Lead acid batteries have been critical to powering vehicles since the 19th century. Relatively inexpensive, these batteries provide a large amount of current instantaneously. This is how the battery works: 

The battery consists of a set of cells which have lead plates immersed in concentrated sulfuric acid and water. This mixture functions as an electrolyte, which conducts electricity. When the ignition is turned, a chemical reaction occurs inside the cells of the battery. 

Then, the battery’s chemical energy is converted to electrical energy — a large current — which kicks the electric starter motor into action. The starter motor converts the electric current into mechanical energy, rotating the internal combustion engine so it can then operate under its own power. 

After it helps start the vehicle, the battery provides power to accessory items, such as windows, windshield wipers, the motors that operate the windows, locks, and radio. 

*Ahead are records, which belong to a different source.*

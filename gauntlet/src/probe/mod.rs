//! Probe state machines.
//!
//! A [`Probe`] is one live test run: descriptor + fake client + behavior
//! machine + subprocess handles + memory statistics. The scheduler drives
//! it through three per-tick entry points (`tick`, `net_tick`, `post_tick`)
//! and reads one [`VerificationState`] out at the end.

mod exploit;
mod packet_limit;
mod replicate;

pub use exploit::ExploitReplay;
pub use packet_limit::{
    PacketLimitProbe, ProbeStage, BUNCH_SIZE_ERROR, LOW_LEVEL_SIZE_ERROR,
    MAX_CONVERGENCE_ATTEMPTS, MAX_PACKET_SIZE, PACKET_ACCEPTED, UNKNOWN_CONTROL_ERROR,
};
pub use replicate::DebugReplicate;

use std::cell::RefCell;
use std::rc::Rc;
use std::time::Duration;

use gauntlet_conn::{
    FakeClient, HarnessFlags, HookRegistry, HookSet, ProbeId, TransportFactory,
    VerificationState,
};
use gauntlet_wire::ControlMessage;

use crate::crash::CrashMonitor;
use crate::descriptor::{ProbeDescriptor, ProbeKind};
use crate::environment::{EnvironmentProfile, ProgressPatterns};
use crate::error::HarnessResult;
use crate::process::{ProcessId, ProcessOrchestrator};
use crate::sched::MemoryStats;

/// Crash dumps can take a very long time; extend the timeout when one is
/// expected.
const EXPECTED_CRASH_GRACE: Duration = Duration::from_secs(120);

enum Machine {
    PacketLimit(PacketLimitProbe),
    Exploit(ExploitReplay),
    Replicate(DebugReplicate),
}

/// One scheduled test run.
pub struct Probe {
    descriptor: ProbeDescriptor,
    id: ProbeId,
    client: FakeClient,
    machine: Machine,
    crash: CrashMonitor,
    server: Option<ProcessId>,
    client_proc: Option<ProcessId>,
    patterns: ProgressPatterns,
    started_at: Duration,
    deadline: Duration,
    stats: MemoryStats,
    control_inbox: Rc<RefCell<Vec<ControlMessage>>>,
    execute_requested: Rc<RefCell<bool>>,
    payload_armed: bool,
    aborted: bool,
    finished: bool,
    crash_handled: bool,
}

With the starting of the engine and as you operate vehicle accessories, you are draining energy from the battery. So, while the engine is running, some of the mechanical energy of the engine is converted back to electric energy (by the alternator). This electrical energy is fed back to the battery, which is converted to chemical potential energy in battery cells. 

Keep in mind: The standard lead acid battery is potentially dangerous because it contains sulfuric acid, and a maltreated battery (improperly charged or recharged) can cause the formation of explosive hydrogen gas. Modern car batteries are vented to prevent this problem, but it’s important you follow any manufacturer’s directions for installing or recharging a battery.